The bank acquires ownership of the money deposited by its clients, making the money taken by respondents
as belonging to the bank.

ISSUE:
Whether or not the 112 Informations for qualified theft sufficiently allege the element of taking without the consent of
the owner, and the qualifying circumstance of grave abuse of confidence. YES.

JURISPRUDENCE:
It is beyond doubt that tellers, Cashiers, Bookkeepers and other employees of a Bank who come into possession of
the monies deposited therein enjoy the confidence reposed in them by their employer. Banks, on the other hand, where
monies are deposited, are considered the owners thereof. This is very clear not only from the express provisions of the law, but
from established jurisprudence. The relationship between banks and depositors has been held to be that of creditor and debtor.

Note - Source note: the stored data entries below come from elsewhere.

use std::sync::LazyLock;

use scraper::{ElementRef, Html, Selector};
use tracing::debug;
use url::Url;

use super::browser::{BrowserSite, Locator, SearchPage};
use super::html::{absolutize, attr, closest, nearby_text_with_glyph, text_of, text_with_glyph};
use super::{Harvest, Listing};
use crate::price::parse_price;
use crate::record::RawItem;

pub const ID: &str = "Flipkart";

const HOME: &str = "https://www.flipkart.com/";
const RUPEE: &[&str] = &["₹"];
const PRICE_LEVELS: usize = 3;

static BASE_URL: LazyLock<Url> = LazyLock::new(|| Url::parse(HOME).unwrap());

static PRODUCT_LINK: LazyLock<Selector> = LazyLock::new(|| Selector::parse("a[href*='/p/']").unwrap());
// Grid and list layouts wrap each product in a div carrying `data-id`.
static CARD: LazyLock<Selector> = LazyLock::new(|| Selector::parse("div[data-id]").unwrap());
static IMAGE: LazyLock<Selector> = LazyLock::new(|| Selector::parse("img").unwrap());

/// flipkart.com, rendered client-side so it is driven through a browser.
pub struct Flipkart;

impl BrowserSite for Flipkart {
    fn id(&self) -> &'static str {
        ID
    }

    fn page(&self) -> SearchPage {
        SearchPage {
            home: HOME,
            dismiss: Some(Locator::XPath("//button[text()='✕']")),
            search_box: Locator::Css("input[name='q']"),
            candidates: Locator::Css("a[href*='/p/']"),
        }
    }

    fn parse(&self, html: &str, max_results: usize) -> Vec<RawItem> {
        parse_results(html, max_results)
    }
}

pub fn parse_results(html: &str, max_results: usize) -> Vec<RawItem> {
    let doc = Html::parse_document(html);
    let mut harvest = Harvest::new(ID, max_results);
    for anchor in doc.select(&PRODUCT_LINK) {
        if harvest.is_full() {
            break;
        }
        match parse_anchor(anchor) {
            Ok(listing) => {
                harvest.push(listing);
            }
            Err(reason) => debug!("[{}] skip anchor: {}", ID, reason),
        }
    }
    harvest.finish()
}

fn parse_anchor(anchor: ElementRef<'_>) -> Result<Listing, &'static str> {
    let title = text_of(anchor);
    if title.is_empty() {
        return Err("no title");
    }
    let link = attr(anchor, "href")
        .and_then(|href| absolutize(&BASE_URL, href))
        .ok_or("no link")?;
    let card = closest(anchor, &CARD);
    let price_text = card
        .and_then(|c| text_with_glyph(c, RUPEE))
        .or_else(|| nearby_text_with_glyph(anchor, RUPEE, PRICE_LEVELS))
        .ok_or("no price")?;
    let price = parse_price(&price_text).ok_or("unparsable price")?;
    let image = first_image(anchor)
        .or_else(|| card.and_then(first_image))
        .map(str::to_string);

    Ok(Listing {
        title,
        price,
        link,
        image,
        extra: Vec::new(),
    })
}

fn first_image(scope: ElementRef<'_>) -> Option<&str> {
    scope.select(&IMAGE).find_map(|img| attr(img, "src"))
}
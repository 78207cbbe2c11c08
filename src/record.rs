use serde::{Deserialize, Serialize};
use serde_json::{Map, Value};

/// One scraped item as emitted by a source. Keys vary per site.
pub type RawItem = Map<String, Value>;

pub const DEFAULT_CURRENCY: &str = "INR";
pub const UNKNOWN_SOURCE: &str = "unknown";

/// Fixed column order of a [`ResultSet`].
pub const COLUMNS: [&str; 7] = [
    "title",
    "description",
    "price",
    "currency",
    "link",
    "image",
    "source",
];

/// Normalized listing. Field order matches [`COLUMNS`] and is the order
/// rows are serialized in.
#[derive(Debug, Clone, PartialEq, Serialize, Deserialize)]
pub struct CanonicalRecord {
    pub title: String,
    pub description: String,
    pub price: Option<f64>,
    pub currency: String,
    pub link: String,
    pub image: Option<String>,
    pub source: String,
}

/// Map a raw item onto the canonical schema. Never fails: absent or falsy
/// fields degrade to their defaults.
pub fn normalize(raw: &RawItem) -> CanonicalRecord {
    CanonicalRecord {
        title: first_text(raw, &["title", "name"]).unwrap_or_default(),
        description: first_text(raw, &["description", "title"]).unwrap_or_default(),
        price: raw.get("price").and_then(numeric),
        currency: first_text(raw, &["currency"]).unwrap_or_else(|| DEFAULT_CURRENCY.to_string()),
        link: first_text(raw, &["link", "url"]).unwrap_or_default(),
        image: first_text(raw, &["image", "img"]),
        source: first_text(raw, &["source"]).unwrap_or_else(|| UNKNOWN_SOURCE.to_string()),
    }
}

fn first_text(raw: &RawItem, keys: &[&str]) -> Option<String> {
    keys.iter().find_map(|k| raw.get(*k).and_then(text))
}

fn truthy(value: &Value) -> bool {
    match value {
        Value::Null => false,
        Value::Bool(b) => *b,
        Value::Number(n) => n.as_f64().is_some_and(|f| f != 0.0),
        Value::String(s) => !s.is_empty(),
        Value::Array(a) => !a.is_empty(),
        Value::Object(o) => !o.is_empty(),
    }
}

fn text(value: &Value) -> Option<String> {
    if !truthy(value) {
        return None;
    }
    match value {
        Value::String(s) => Some(s.clone()),
        other => Some(other.to_string()),
    }
}

// Prices are expected to arrive numeric; plain numeric strings are accepted,
// anything needing glyph/separator stripping is the extractor's job.
fn numeric(value: &Value) -> Option<f64> {
    if !truthy(value) {
        return None;
    }
    match value {
        Value::Number(n) => n.as_f64(),
        Value::String(s) => s.trim().parse::<f64>().ok().filter(|p| p.is_finite()),
        _ => None,
    }
}

/// Ordered, deduplicated result of one aggregation run.
#[derive(Debug, Clone, Default, PartialEq, Serialize, Deserialize)]
#[serde(transparent)]
pub struct ResultSet {
    rows: Vec<CanonicalRecord>,
}

impl ResultSet {
    pub fn new(rows: Vec<CanonicalRecord>) -> Self {
        Self { rows }
    }

    pub fn empty() -> Self {
        Self::default()
    }

    pub fn columns(&self) -> &'static [&'static str] {
        &COLUMNS
    }

    pub fn rows(&self) -> &[CanonicalRecord] {
        &self.rows
    }

    pub fn len(&self) -> usize {
        self.rows.len()
    }

    pub fn is_empty(&self) -> bool {
        self.rows.is_empty()
    }

    pub fn iter(&self) -> std::slice::Iter<'_, CanonicalRecord> {
        self.rows.iter()
    }

    /// Row-oriented JSON: an array of objects keyed by column name.
    pub fn to_json(&self) -> serde_json::Result<String> {
        serde_json::to_string(&self.rows)
    }

    pub fn from_json(json: &str) -> serde_json::Result<Self> {
        serde_json::from_str(json).map(Self::new)
    }
}

impl<'a> IntoIterator for &'a ResultSet {
    type Item = &'a CanonicalRecord;
    type IntoIter = std::slice::Iter<'a, CanonicalRecord>;

    fn into_iter(self) -> Self::IntoIter {
        self.rows.iter()
    }
}
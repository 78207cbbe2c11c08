pub mod amazon;
pub mod browser;
pub mod flipkart;
pub mod html;
pub mod http;
pub mod jiomart;
pub mod snapdeal;
#[cfg(test)]
mod test_server;
pub mod webdriver;

use std::collections::HashSet;
use std::sync::Arc;

use anyhow::Result;
use async_trait::async_trait;
use serde_json::Value;
use tracing::{debug, warn};

use crate::config::Settings;
use crate::record::RawItem;
use browser::{Browser, BrowserExtractor};
use webdriver::WebDriver;

/// Per-call knobs shared by every extractor.
#[derive(Debug, Clone)]
pub struct ExtractOptions {
    pub headless: bool,
}

impl Default for ExtractOptions {
    fn default() -> Self {
        Self { headless: true }
    }
}

/// One shop's search-results scraper.
///
/// Implementations return at most `max_results` items. Setup problems such as
/// a search field that never appears end in `Ok(vec![])`; errors are left for
/// failures the caller should log as a source failure.
#[async_trait]
pub trait Extractor: Send + Sync {
    fn id(&self) -> &'static str;

    async fn extract(
        &self,
        query: &str,
        max_results: usize,
        options: &ExtractOptions,
    ) -> Result<Vec<RawItem>>;
}

pub enum Binding {
    Available(Arc<dyn Extractor>),
    /// The extractor could not be constructed at all.
    Unavailable(String),
}

pub struct SourceEntry {
    pub id: String,
    pub binding: Binding,
}

/// Ordered set of configured sources. Order is the merge order.
#[derive(Default)]
pub struct Registry {
    entries: Vec<SourceEntry>,
}

impl Registry {
    pub fn new() -> Self {
        Self::default()
    }

    /// Amazon, Flipkart, JioMart, Snapdeal, in that order.
    pub fn standard(settings: &Settings) -> Self {
        let mut registry = Self::new();
        registry.register(amazon::ID, || {
            Ok(Arc::new(amazon::Amazon::new(settings)?) as Arc<dyn Extractor>)
        });

        let browser: Result<Arc<dyn Browser>> = WebDriver::new(&settings.webdriver_url)
            .map(|w| Arc::new(w) as Arc<dyn Browser>)
            .map_err(anyhow::Error::from);
        registry.register(flipkart::ID, || browser_source(&browser, flipkart::Flipkart));
        registry.register(jiomart::ID, || browser_source(&browser, jiomart::JioMart));
        registry.register(snapdeal::ID, || browser_source(&browser, snapdeal::Snapdeal));
        registry
    }

    /// Build and add a source. A failing constructor leaves the source
    /// registered but unavailable.
    pub fn register<F>(&mut self, id: &str, build: F) -> &mut Self
    where
        F: FnOnce() -> Result<Arc<dyn Extractor>>,
    {
        let binding = match build() {
            Ok(extractor) => Binding::Available(extractor),
            Err(e) => {
                warn!("[{}] extractor unavailable: {:#}", id, e);
                Binding::Unavailable(format!("{:#}", e))
            }
        };
        self.entries.push(SourceEntry {
            id: id.to_string(),
            binding,
        });
        self
    }

    pub fn add(&mut self, extractor: Arc<dyn Extractor>) -> &mut Self {
        self.entries.push(SourceEntry {
            id: extractor.id().to_string(),
            binding: Binding::Available(extractor),
        });
        self
    }

    pub fn entries(&self) -> &[SourceEntry] {
        &self.entries
    }

    pub fn ids(&self) -> impl Iterator<Item = &str> {
        self.entries.iter().map(|e| e.id.as_str())
    }

    /// Entries enabled by `filter`, in registry order. `None` enables all.
    pub fn enabled<'a>(&'a self, filter: Option<&[String]>) -> Vec<&'a SourceEntry> {
        let Some(wanted) = filter else {
            return self.entries.iter().collect();
        };
        for name in wanted {
            if !self.ids().any(|id| id.eq_ignore_ascii_case(name)) {
                let known: Vec<&str> = self.ids().collect();
                warn!("Unknown source '{}' in filter (known: {})", name, known.join(", "));
            }
        }
        self.entries
            .iter()
            .filter(|e| wanted.iter().any(|w| w.eq_ignore_ascii_case(&e.id)))
            .collect()
    }
}

fn browser_source<S>(browser: &Result<Arc<dyn Browser>>, site: S) -> Result<Arc<dyn Extractor>>
where
    S: browser::BrowserSite + 'static,
{
    match browser {
        Ok(b) => Ok(Arc::new(BrowserExtractor::new(site, Arc::clone(b)))),
        Err(e) => Err(anyhow::anyhow!("browser capability unavailable: {:#}", e)),
    }
}

/// Collects items for one extractor pass: first title wins, stops at the cap.
pub struct Harvest {
    source: &'static str,
    max: usize,
    seen_titles: HashSet<String>,
    items: Vec<RawItem>,
}

impl Harvest {
    pub fn new(source: &'static str, max: usize) -> Self {
        Self {
            source,
            max,
            seen_titles: HashSet::new(),
            items: Vec::new(),
        }
    }

    pub fn is_full(&self) -> bool {
        self.items.len() >= self.max
    }

    /// Whether `title` was already taken in this pass.
    pub fn has_title(&self, title: &str) -> bool {
        self.seen_titles.contains(title)
    }

    /// Add a listing. Returns false when it was a duplicate or the cap was
    /// already reached.
    pub fn push(&mut self, listing: Listing) -> bool {
        if self.is_full() || self.has_title(&listing.title) {
            debug!("[{}] skip duplicate or overflow: {}", self.source, listing.title);
            return false;
        }
        self.seen_titles.insert(listing.title.clone());
        self.items.push(listing.into_raw(self.source));
        true
    }

    pub fn len(&self) -> usize {
        self.items.len()
    }

    pub fn is_empty(&self) -> bool {
        self.items.is_empty()
    }

    pub fn finish(self) -> Vec<RawItem> {
        self.items
    }
}

/// Fields every extractor pulls out of a product card.
#[derive(Debug, Clone)]
pub struct Listing {
    pub title: String,
    pub price: f64,
    pub link: String,
    pub image: Option<String>,
    /// Site-specific extras, passed through untouched.
    pub extra: Vec<(&'static str, Value)>,
}

impl Listing {
    fn into_raw(self, source: &str) -> RawItem {
        let mut item = RawItem::new();
        item.insert("title".into(), Value::String(self.title));
        item.insert("price".into(), Value::from(self.price));
        item.insert("link".into(), Value::String(self.link));
        item.insert(
            "image".into(),
            self.image.map(Value::String).unwrap_or(Value::Null),
        );
        item.insert("source".into(), Value::String(source.to_string()));
        for (key, value) in self.extra {
            item.insert(key.to_string(), value);
        }
        item
    }
}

Article 1953 of the Civil Code: A person who receives a loan of money or any other fungible thing acquires the
ownership thereof, and is bound to pay to the creditor an equal amount of the same kind and quality. Article 1980 of the Civil
Code: Fixed, savings, and current deposits of money in banks and similar institutions shall be governed by the provisions
concerning loan.
In a long line of cases involving Qualified Theft, this Court has firmly established the nature of possession by the
Bank of the money deposits therein, and the duties being performed by its employees who have custody of the money or
have come into possession of it. The Court has consistently considered the allegations in the Information that such employees
acted with grave abuse of confidence, to the damage and prejudice of the Bank, without particularly referring to it as owner of the
money deposits, as sufficient to make out a case of Qualified Theft.
As regards the respondents who were employed as Cashier and Bookkeeper of the Bank in this case, there is even no
reason to quibble on the allegation in the Informations that they acted with grave abuse of confidence. In fact, the Information
which alleged grave abuse of confidence by accused herein is even more precise, as this is exactly the requirement of the law in
qualifying the crime of Theft.
In summary, the Bank acquires ownership of the money deposited by its clients; and the employees of the Bank, who
are entrusted with the possession of money of the Bank due to the confidence reposed in them, occupy positions of
confidence. The Informations, therefore, sufficiently allege all the essential elements constituting the crime of Qualified Theft.